8.7. OVS-DPDK 用のフレーバーの作成とインスタンスのデプロイ

NFV を実装する Red Hat OpenStack Platform デプロイメントの OVS-DPDK の設定を完了した後には、以下の手順に従ってフレーバーを作成してインスタンスをデプロイすることができます。

  1. アグリゲートグループを作成して、OVS-DPDK 用にホストを追加します。

     # openstack aggregate create --zone=dpdk dpdk
     # openstack aggregate add host dpdk compute-ovs-dpdk-0.localdomain
    注記

    CPU ピニングされたインスタンスをピニングされていないインスタンスと分けるには、ホストアグリゲートを使用すべきです。CPU ピニングを使用していないインスタンスは、CPU ピニングを使用するインスタンスのリソース要件は順守しません。

  2. フレーバーを作成します。

    # openstack flavor create m1.medium_huge_4cpu --ram 4096 --disk 150 --vcpus 4

    このコマンドでは、m1.medium_huge_4cpu はフレーバー名、4096 は MB 単位のメモリー容量、150 は GB 単位のディスク容量 (デフォルトでは 0 G)、4 は仮想 CPU 数を設定しています。

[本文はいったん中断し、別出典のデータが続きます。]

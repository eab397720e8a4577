//! Parallel constraint generation
//!
//! Front ends lower translation units on rayon workers, each holding a clone
//! of `SharedGeneration`. Node indices then depend on scheduling, so results
//! are compared by key.

use pta_core::config::PtaConfig;
use pta_core::errors::Result;
use pta_core::features::points_to::{
    Constraint, ConstraintSink, PointsTo, PointsToAnalyzer, SharedGeneration,
};
use rayon::prelude::*;
use std::collections::BTreeSet;

const UNITS: usize = 48;

/// One translation unit: a local allocation published through a shared
/// global, plus a call to a shared `register` function.
fn lower_unit<S: ConstraintSink>(sink: &mut S, unit: usize) -> Result<()> {
    let (local, _) = sink.add_allocation(&format!("unit{unit}::p"), &format!("unit{unit}::heap"))?;
    let (registry, _) = sink.add_global("registry", true)?;
    sink.add_constraint(Constraint::store(registry, local))?;

    sink.add_function("register", 1, false)?;
    let seen = sink.create_value_node(&format!("unit{unit}::seen"));
    sink.add_direct_call("register", &[Some(local)], Some(seen))?;
    Ok(())
}

/// `register` hands its argument back
fn lower_register<S: ConstraintSink>(sink: &mut S) -> Result<()> {
    let arg = sink.arg_node("register", 0);
    sink.add_return("register", arg)
}

fn object_keys(analyzer: &PointsToAnalyzer, points_to: PointsTo) -> BTreeSet<String> {
    let graph = analyzer.graph().unwrap();
    points_to
        .objects()
        .unwrap()
        .iter()
        .filter_map(|&o| graph.key_for(o).map(str::to_string))
        .collect()
}

fn sequential() -> PointsToAnalyzer {
    let mut analyzer = PointsToAnalyzer::new(PtaConfig::default()).unwrap();
    let mut cx = analyzer.generation();
    lower_register(&mut cx).unwrap();
    for unit in 0..UNITS {
        lower_unit(&mut cx, unit).unwrap();
    }
    analyzer.solve().unwrap();
    analyzer
}

fn parallel() -> PointsToAnalyzer {
    let shared = SharedGeneration::new(PtaConfig::default()).unwrap();
    lower_register(&mut shared.clone()).unwrap();
    (0..UNITS)
        .into_par_iter()
        .try_for_each(|unit| lower_unit(&mut shared.clone(), unit))
        .unwrap();

    let mut analyzer = shared.into_analyzer().unwrap();
    analyzer.solve().unwrap();
    analyzer
}

#[test]
fn test_shared_keys_created_once() {
    let shared = SharedGeneration::new(PtaConfig::default()).unwrap();
    let indices: Vec<_> = (0..UNITS)
        .into_par_iter()
        .map(|_| shared.clone().create_value_node("registry"))
        .collect();
    assert!(indices.windows(2).all(|w| w[0] == w[1]));
    assert_eq!(shared.get_value_node_for("registry"), Some(indices[0]));
}

#[test]
fn test_parallel_generation_solves_like_sequential() {
    let seq = sequential();
    let par = parallel();
    assert_eq!(seq.nodes().len(), par.nodes().len());

    // contents of the global's storage, not the symbol
    let registry = |a: &PointsToAnalyzer| {
        let storage = a.nodes().get_object_node_for("registry").unwrap();
        object_keys(a, a.points_to(storage).unwrap())
    };
    let expected: BTreeSet<String> = (0..UNITS).map(|u| format!("unit{u}::heap")).collect();
    assert_eq!(registry(&seq), expected);
    assert_eq!(registry(&par), expected);

    for unit in [0, UNITS / 2, UNITS - 1] {
        let key = format!("unit{unit}::seen");
        let seen_seq = object_keys(&seq, seq.points_to_key(&key).unwrap());
        let seen_par = object_keys(&par, par.points_to_key(&key).unwrap());
        assert_eq!(seen_seq, seen_par);
        // every caller shares the one return node
        assert_eq!(seen_seq, expected);
    }
}

#[test]
fn test_parallel_generation_rejects_bad_nodes() {
    let shared = SharedGeneration::new(PtaConfig::default()).unwrap();
    let outcome: Result<()> = (0..8).into_par_iter().try_for_each(|i| {
        let mut sink = shared.clone();
        let p = sink.create_value_node(&format!("p{i}"));
        sink.add_constraint(Constraint::copy(p, 1_000_000))
    });
    assert!(outcome.is_err());
    assert_eq!(shared.constraint_count(), 4);
}
use std::collections::{HashMap, HashSet};
use std::time::{Duration, Instant};

use bytes::{Bytes, BytesMut};
use uuid::Uuid;

use super::BLOCK_LENGTH;

#[derive(Debug, Clone, Copy)]
pub struct BlockRequest {
    pub peer: Uuid,
    pub requested_at: Instant,
}

/// Outcome of feeding a block into a piece.
#[derive(Debug)]
pub enum BlockAdd {
    /// Block accepted; carries every other peer that still had an
    /// outstanding request for it (endgame CANCEL targets).
    Accepted { losers: Vec<Uuid> },
    /// We already had this block.
    Duplicate,
    /// Offset/length did not line up with the piece geometry.
    Malformed,
}

impl BlockAdd {
    pub fn is_accepted(&self) -> bool {
        matches!(self, BlockAdd::Accepted { .. })
    }
}

/// Per-piece block state for a piece currently being downloaded.
///
/// The payload accumulates in one contiguous buffer (pooled for
/// standard-length pieces). Request ownership is tracked per block: in
/// normal mode at most one peer owns a block, in endgame the same block may
/// additionally be requested from several peers.
#[derive(Debug)]
pub struct ActivePiece {
    index: usize,
    length: u32,
    blocks_needed: u32,
    buffer: BytesMut,
    pooled: bool,
    received: Box<[bool]>,
    received_count: u32,
    requests: HashMap<u32, BlockRequest>,
    endgame_requests: HashMap<u32, Vec<Uuid>>,
    contributors: HashSet<Uuid>,
    exclusive_peer: Option<Uuid>,
    last_activity: Instant,
}

impl ActivePiece {
    pub fn new(index: usize, length: u32, mut buffer: BytesMut, pooled: bool, now: Instant) -> Self {
        let blocks_needed = length.div_ceil(BLOCK_LENGTH);
        buffer.clear();
        buffer.resize(length as usize, 0);
        Self {
            index,
            length,
            blocks_needed,
            buffer,
            pooled,
            received: vec![false; blocks_needed as usize].into_boxed_slice(),
            received_count: 0,
            requests: HashMap::new(),
            endgame_requests: HashMap::new(),
            contributors: HashSet::new(),
            exclusive_peer: None,
            last_activity: now,
        }
    }

    pub fn index(&self) -> usize {
        self.index
    }

    pub fn length(&self) -> u32 {
        self.length
    }

    pub fn blocks_needed(&self) -> u32 {
        self.blocks_needed
    }

    pub fn block_offset(&self, block: u32) -> u32 {
        block * BLOCK_LENGTH
    }

    pub fn block_length(&self, block: u32) -> u32 {
        BLOCK_LENGTH.min(self.length - block * BLOCK_LENGTH)
    }

    pub fn received_count(&self) -> u32 {
        self.received_count
    }

    pub fn request_count(&self) -> usize {
        self.requests.len()
    }

    pub fn is_complete(&self) -> bool {
        self.received_count == self.blocks_needed
    }

    pub fn last_activity(&self) -> Instant {
        self.last_activity
    }

    pub fn progress(&self) -> f64 {
        self.received_count as f64 / self.blocks_needed as f64
    }

    /// Cheap check backing the Partial <-> FullyRequested transitions.
    pub fn has_unrequested_blocks(&self) -> bool {
        if self.endgame_requests.is_empty() {
            return (self.received_count as usize) + self.requests.len()
                < self.blocks_needed as usize;
        }
        (0..self.blocks_needed).any(|b| {
            !self.received[b as usize]
                && !self.requests.contains_key(&b)
                && !self.endgame_requests.contains_key(&b)
        })
    }

    /// Store a block. Duplicates are rejected; the submitter is still
    /// recorded as a contributor so corruption can be attributed later.
    pub fn add_block(&mut self, block: u32, data: &[u8], peer: Uuid, now: Instant) -> BlockAdd {
        if block >= self.blocks_needed || data.len() != self.block_length(block) as usize {
            return BlockAdd::Malformed;
        }
        if self.received[block as usize] {
            self.contributors.insert(peer);
            return BlockAdd::Duplicate;
        }
        let offset = self.block_offset(block) as usize;
        self.buffer[offset..offset + data.len()].copy_from_slice(data);
        self.received[block as usize] = true;
        self.received_count += 1;
        self.contributors.insert(peer);
        self.last_activity = now;

        let mut losers: Vec<Uuid> = self
            .requests
            .remove(&block)
            .map(|r| r.peer)
            .into_iter()
            .chain(self.endgame_requests.remove(&block).into_iter().flatten())
            .filter(|id| *id != peer)
            .collect();
        losers.dedup();
        BlockAdd::Accepted { losers }
    }

    pub fn add_request(&mut self, block: u32, peer: Uuid, now: Instant, endgame: bool) {
        debug_assert!(block < self.blocks_needed);
        debug_assert!(!self.received[block as usize]);
        if endgame && self.requests.contains_key(&block) {
            self.endgame_requests.entry(block).or_default().push(peer);
        } else {
            self.requests.insert(
                block,
                BlockRequest {
                    peer,
                    requested_at: now,
                },
            );
        }
        self.last_activity = now;
    }

    /// Blocks to request next, ordered by index: skips received blocks and
    /// blocks already requested from anyone.
    pub fn needed_blocks(&self, limit: usize) -> Vec<u32> {
        (0..self.blocks_needed)
            .filter(|b| !self.received[*b as usize] && !self.requests.contains_key(b))
            .take(limit)
            .collect()
    }

    /// Endgame variant: only received blocks and blocks this same peer
    /// already asked for are skipped.
    pub fn needed_blocks_endgame(&self, peer: Uuid, limit: usize) -> Vec<u32> {
        (0..self.blocks_needed)
            .filter(|b| {
                if self.received[*b as usize] {
                    return false;
                }
                if self.requests.get(b).is_some_and(|r| r.peer == peer) {
                    return false;
                }
                !self
                    .endgame_requests
                    .get(b)
                    .is_some_and(|peers| peers.contains(&peer))
            })
            .take(limit)
            .collect()
    }

    pub fn stale_requests(&self, timeout: Duration, now: Instant) -> Vec<(u32, Uuid)> {
        self.requests
            .iter()
            .filter(|(_, r)| now.saturating_duration_since(r.requested_at) > timeout)
            .map(|(block, r)| (*block, r.peer))
            .collect()
    }

    /// Drop a request iff it belongs to that peer.
    pub fn cancel_request(&mut self, block: u32, peer: Uuid) -> bool {
        if let Some(request) = self.requests.get(&block) {
            if request.peer == peer {
                self.requests.remove(&block);
                return true;
            }
        }
        if let Some(peers) = self.endgame_requests.get_mut(&block) {
            if let Some(position) = peers.iter().position(|id| *id == peer) {
                peers.swap_remove(position);
                if peers.is_empty() {
                    self.endgame_requests.remove(&block);
                }
                return true;
            }
        }
        false
    }

    /// Remove every request owned by the peer. Returns how many were
    /// dropped; the exclusive claim is released when it was theirs.
    pub fn clear_requests_for_peer(&mut self, peer: Uuid) -> usize {
        let before = self.requests.len();
        self.requests.retain(|_, r| r.peer != peer);
        let mut cleared = before - self.requests.len();
        self.endgame_requests.retain(|_, peers| {
            let len = peers.len();
            peers.retain(|id| *id != peer);
            cleared += len - peers.len();
            !peers.is_empty()
        });
        if self.exclusive_peer == Some(peer) {
            self.exclusive_peer = None;
        }
        cleared
    }

    /// All request owners, deduplicated. Used when a piece is thrown away.
    pub fn requesting_peers(&self) -> HashMap<Uuid, usize> {
        let mut owners: HashMap<Uuid, usize> = HashMap::new();
        for request in self.requests.values() {
            *owners.entry(request.peer).or_default() += 1;
        }
        for peers in self.endgame_requests.values() {
            for peer in peers {
                *owners.entry(*peer).or_default() += 1;
            }
        }
        owners
    }

    pub fn has_outstanding_requests(&self) -> bool {
        !self.requests.is_empty() || !self.endgame_requests.is_empty()
    }

    pub fn claim_exclusive(&mut self, peer: Uuid) {
        if self.exclusive_peer.is_none() {
            self.exclusive_peer = Some(peer);
        }
    }

    pub fn exclusive_peer(&self) -> Option<Uuid> {
        self.exclusive_peer
    }

    /// A claimed piece only accepts new requests from the claimant or from
    /// another fast peer; unclaimed pieces accept anyone.
    pub fn can_request_from(&self, peer: Uuid, peer_is_fast: bool) -> bool {
        match self.exclusive_peer {
            None => true,
            Some(owner) => owner == peer || peer_is_fast,
        }
    }

    pub fn should_abandon(&self, timeout: Duration, min_progress: f64, now: Instant) -> bool {
        now.saturating_duration_since(self.last_activity) > timeout
            && self.progress() < min_progress
    }

    /// Full piece payload. Only valid once every block arrived.
    pub fn assemble(&mut self) -> Bytes {
        debug_assert!(self.is_complete());
        self.buffer.split().freeze()
    }

    pub fn contributing_peers(&self) -> &HashSet<Uuid> {
        &self.contributors
    }

    pub fn is_pooled(&self) -> bool {
        self.pooled
    }

    /// Give up the backing buffer (pool return on eviction).
    pub fn into_buffer(self) -> BytesMut {
        self.buffer
    }
}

  3. フレーバーの追加のプロパティーを設定します。

    # openstack flavor set --property hw:cpu_policy=dedicated --property hw:mem_page_size=1GB m1.medium_huge_4cpu --property hw:emulator_threads_policy=isolate

    このコマンドでは、m1.medium_huge_4cpu はフレーバー名を指定しており、残りはそのフレーバーのその他のプロパティーを設定しています。

パフォーマンス向上のためのエミュレータースレッドポリシーについての詳しい情報は、「Configure Emulator Threads to run on a Dedicated Physical CPU」を参照してください。

  1. ネットワークを作成します。

    # openstack network create net1 --provider-physical-network tenant --provider-network-type vlan --provider-segment <VLAN-ID>
  2. インスタンスをデプロイします。

    # openstack server create --flavor m1.medium_huge_4cpu --availability-zone dpdk --image rhel_7.3 --nic net-id=net1

    ここで

    • m1.medium_huge_4cpu はフレーバー名または ID です。
    • dpdk はサーバーのアベイラビリティーゾーンです。
    • rhel_7.3 はインスタンスの作成に使用するイメージ (名前または ID) です。
    • net1 はサーバー上の NIC です。

これで、NFV ユースケースの OVS-DPDK 向けインスタンスのデプロイが完了しました。

multi-queue を OVS-DPDK で使用するには、上記の手順に数ステップを追加する必要があります。フレーバーを作成する前に、以下のステップを実行してください。

  1. イメージのプロパティーを設定します。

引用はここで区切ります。